EXERCISE DETAILS
Nothing may be changed. Give the entries below again exactly.

DATA EXTRACTS
-*-
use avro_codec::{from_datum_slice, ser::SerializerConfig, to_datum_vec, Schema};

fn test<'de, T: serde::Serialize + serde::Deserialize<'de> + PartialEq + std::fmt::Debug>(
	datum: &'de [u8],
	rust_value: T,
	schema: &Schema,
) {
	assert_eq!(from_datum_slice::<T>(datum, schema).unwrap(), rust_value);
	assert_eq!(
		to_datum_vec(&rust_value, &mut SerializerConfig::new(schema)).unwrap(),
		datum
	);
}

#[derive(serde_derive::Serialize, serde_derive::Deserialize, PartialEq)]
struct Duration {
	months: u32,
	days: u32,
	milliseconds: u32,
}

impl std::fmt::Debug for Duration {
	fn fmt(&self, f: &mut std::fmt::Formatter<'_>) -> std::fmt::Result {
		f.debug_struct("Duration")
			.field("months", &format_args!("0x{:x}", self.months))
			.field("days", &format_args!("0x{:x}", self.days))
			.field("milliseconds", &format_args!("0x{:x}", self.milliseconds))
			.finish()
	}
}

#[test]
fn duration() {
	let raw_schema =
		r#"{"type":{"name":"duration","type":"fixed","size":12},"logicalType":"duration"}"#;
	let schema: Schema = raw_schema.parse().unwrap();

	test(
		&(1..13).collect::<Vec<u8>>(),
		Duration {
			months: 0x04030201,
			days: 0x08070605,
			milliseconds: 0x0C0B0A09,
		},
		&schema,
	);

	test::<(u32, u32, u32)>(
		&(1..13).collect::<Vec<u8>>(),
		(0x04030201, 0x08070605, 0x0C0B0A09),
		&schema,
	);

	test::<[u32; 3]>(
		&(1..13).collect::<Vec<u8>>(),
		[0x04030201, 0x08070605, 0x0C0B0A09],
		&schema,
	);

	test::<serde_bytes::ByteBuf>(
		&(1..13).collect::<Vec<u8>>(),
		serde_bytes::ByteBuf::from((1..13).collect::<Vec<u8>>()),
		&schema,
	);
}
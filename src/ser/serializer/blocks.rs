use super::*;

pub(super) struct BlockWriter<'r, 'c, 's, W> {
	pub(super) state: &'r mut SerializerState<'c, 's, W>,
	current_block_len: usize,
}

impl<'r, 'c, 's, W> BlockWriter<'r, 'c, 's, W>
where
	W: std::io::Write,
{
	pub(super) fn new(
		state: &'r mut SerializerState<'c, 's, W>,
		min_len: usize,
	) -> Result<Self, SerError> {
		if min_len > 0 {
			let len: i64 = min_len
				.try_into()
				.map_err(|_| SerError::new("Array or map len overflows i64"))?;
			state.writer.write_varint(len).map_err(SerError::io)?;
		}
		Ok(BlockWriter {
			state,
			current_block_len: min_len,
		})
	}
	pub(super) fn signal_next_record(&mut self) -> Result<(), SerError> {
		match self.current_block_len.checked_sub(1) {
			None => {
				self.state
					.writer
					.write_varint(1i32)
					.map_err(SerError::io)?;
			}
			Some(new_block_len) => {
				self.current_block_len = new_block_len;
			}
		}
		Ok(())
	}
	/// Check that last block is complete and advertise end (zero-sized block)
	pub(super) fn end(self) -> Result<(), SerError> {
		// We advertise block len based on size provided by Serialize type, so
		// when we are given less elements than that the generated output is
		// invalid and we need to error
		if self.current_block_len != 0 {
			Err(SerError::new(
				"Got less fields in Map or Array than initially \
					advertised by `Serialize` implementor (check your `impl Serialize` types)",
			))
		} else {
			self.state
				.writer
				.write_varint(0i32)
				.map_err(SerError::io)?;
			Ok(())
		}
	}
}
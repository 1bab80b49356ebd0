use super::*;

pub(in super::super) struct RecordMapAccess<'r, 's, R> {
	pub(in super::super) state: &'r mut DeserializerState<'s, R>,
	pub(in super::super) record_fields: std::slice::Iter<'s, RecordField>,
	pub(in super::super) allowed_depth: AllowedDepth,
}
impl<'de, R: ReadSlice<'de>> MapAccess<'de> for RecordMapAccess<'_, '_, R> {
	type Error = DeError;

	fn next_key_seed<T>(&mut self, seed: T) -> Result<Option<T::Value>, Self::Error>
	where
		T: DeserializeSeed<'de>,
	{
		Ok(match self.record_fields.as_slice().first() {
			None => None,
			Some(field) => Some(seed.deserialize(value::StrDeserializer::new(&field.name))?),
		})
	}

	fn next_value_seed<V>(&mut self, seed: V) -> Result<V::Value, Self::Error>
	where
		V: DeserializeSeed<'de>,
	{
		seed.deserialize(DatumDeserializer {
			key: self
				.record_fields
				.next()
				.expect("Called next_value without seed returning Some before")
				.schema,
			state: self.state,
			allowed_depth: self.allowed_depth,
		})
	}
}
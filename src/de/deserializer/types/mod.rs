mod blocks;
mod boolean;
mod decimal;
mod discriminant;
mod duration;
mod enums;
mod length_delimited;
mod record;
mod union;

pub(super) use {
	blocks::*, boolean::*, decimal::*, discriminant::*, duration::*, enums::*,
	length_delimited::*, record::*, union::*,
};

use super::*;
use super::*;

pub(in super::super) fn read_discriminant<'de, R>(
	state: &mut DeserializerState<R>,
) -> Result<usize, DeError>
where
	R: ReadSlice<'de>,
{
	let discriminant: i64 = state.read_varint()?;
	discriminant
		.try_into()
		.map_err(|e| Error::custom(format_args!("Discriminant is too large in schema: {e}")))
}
-*-
WRITTEN SOLUTION
use avro_codec::{from_datum_slice, ser::SerializerConfig, to_datum_vec, Schema};

fn test<'de, T: serde::Serialize + serde::Deserialize<'de> + PartialEq + std::fmt::Debug>(
	datum: &'de [u8],
	rust_value: T,
	schema: &Schema,
) {
	assert_eq!(from_datum_slice::<T>(datum, schema).unwrap(), rust_value);
	assert_eq!(
		to_datum_vec(&rust_value, &mut SerializerConfig::new(schema)).unwrap(),
		datum
	);
}

#[derive(serde_derive::Serialize, serde_derive::Deserialize, PartialEq)]
struct Duration {
	months: u32,
	days: u32,
	milliseconds: u32,
}

impl std::fmt::Debug for Duration {
	fn fmt(&self, f: &mut std::fmt::Formatter<'_>) -> std::fmt::Result {
		f.debug_struct("Duration")
			.field("months", &format_args!("0x{:x}", self.months))
			.field("days", &format_args!("0x{:x}", self.days))
			.field("milliseconds", &format_args!("0x{:x}", self.milliseconds))
			.finish()
	}
}

#[test]
fn duration() {
	let raw_schema =
		r#"{"type":{"name":"duration","type":"fixed","size":12},"logicalType":"duration"}"#;
	let schema: Schema = raw_schema.parse().unwrap();

	test(
		&(1..13).collect::<Vec<u8>>(),
		Duration {
			months: 0x04030201,
			days: 0x08070605,
			milliseconds: 0x0C0B0A09,
		},
		&schema,
	);

	test::<(u32, u32, u32)>(
		&(1..13).collect::<Vec<u8>>(),
		(0x04030201, 0x08070605, 0x0C0B0A09),
		&schema,
	);

	test::<[u32; 3]>(
		&(1..13).collect::<Vec<u8>>(),
		[0x04030201, 0x08070605, 0x0C0B0A09],
		&schema,
	);

	test::<serde_bytes::ByteBuf>(
		&(1..13).collect::<Vec<u8>>(),
		serde_bytes::ByteBuf::from((1..13).collect::<Vec<u8>>()),
		&schema,
	);
}
filename src/ser/serializer/blocks.rs
use super::*;

pub(super) struct BlockWriter<'r, 'c, 's, W> {
	pub(super) state: &'r mut SerializerState<'c, 's, W>,
	current_block_len: usize,
}

impl<'r, 'c, 's, W> BlockWriter<'r, 'c, 's, W>
where
	W: std::io::Write,
{
	pub(super) fn new(
		state: &'r mut SerializerState<'c, 's, W>,
		min_len: usize,
	) -> Result<Self, SerError> {
		if min_len > 0 {
			let len: i64 = min_len
				.try_into()
				.map_err(|_| SerError::new("Array or map len overflows i64"))?;
			state.writer.write_varint(len).map_err(SerError::io)?;
		}
		Ok(BlockWriter {
			state,
			current_block_len: min_len,
		})
	}
	pub(super) fn signal_next_record(&mut self) -> Result<(), SerError> {
		match self.current_block_len.checked_sub(1) {
			None => {
				self.state
					.writer
					.write_varint(1i32)
					.map_err(SerError::io)?;
			}
			Some(new_block_len) => {
				self.current_block_len = new_block_len;
			}
		}
		Ok(())
	}
	/// Check that last block is complete and advertise end (zero-sized block)
	pub(super) fn end(self) -> Result<(), SerError> {
		// We advertise block len based on size provided by Serialize type, so
		// when we are given less elements than that the generated output is
		// invalid and we need to error
		if self.current_block_len != 0 {
			Err(SerError::new(
				"Got less fields in Map or Array than initially \
					advertised by `Serialize` implementor (check your `impl Serialize` types)",
			))
		} else {
			self.state
				.writer
				.write_varint(0i32)
				.map_err(SerError::io)?;
			Ok(())
		}
	}
}
repository 1bab80b49356ebd0
use super::*;

pub(in super::super) struct RecordMapAccess<'r, 's, R> {
	pub(in super::super) state: &'r mut DeserializerState<'s, R>,
	pub(in super::super) record_fields: std::slice::Iter<'s, RecordField>,
	pub(in super::super) allowed_depth: AllowedDepth,
}
impl<'de, R: ReadSlice<'de>> MapAccess<'de> for RecordMapAccess<'_, '_, R> {
	type Error = DeError;

	fn next_key_seed<T>(&mut self, seed: T) -> Result<Option<T::Value>, Self::Error>
	where
		T: DeserializeSeed<'de>,
	{
		Ok(match self.record_fields.as_slice().first() {
			None => None,
			Some(field) => Some(seed.deserialize(value::StrDeserializer::new(&field.name))?),
		})
	}

	fn next_value_seed<V>(&mut self, seed: V) -> Result<V::Value, Self::Error>
	where
		V: DeserializeSeed<'de>,
	{
		seed.deserialize(DatumDeserializer {
			key: self
				.record_fields
				.next()
				.expect("Called next_value without seed returning Some before")
				.schema,
			state: self.state,
			allowed_depth: self.allowed_depth,
		})
	}
}
filename src/de/deserializer/types/mod.rs
mod blocks;
mod boolean;
mod decimal;
mod discriminant;
mod duration;
mod enums;
mod length_delimited;
mod record;
mod union;

pub(super) use {
	blocks::*, boolean::*, decimal::*, discriminant::*, duration::*, enums::*,
	length_delimited::*, record::*, union::*,
};

use super::*;
use super::*;

pub(in super::super) fn read_discriminant<'de, R>(
	state: &mut DeserializerState<R>,
) -> Result<usize, DeError>
where
	R: ReadSlice<'de>,
{
	let discriminant: i64 = state.read_varint()?;
	discriminant
		.try_into()
		.map_err(|e| Error::custom(format_args!("Discriminant is too large in schema: {e}")))
}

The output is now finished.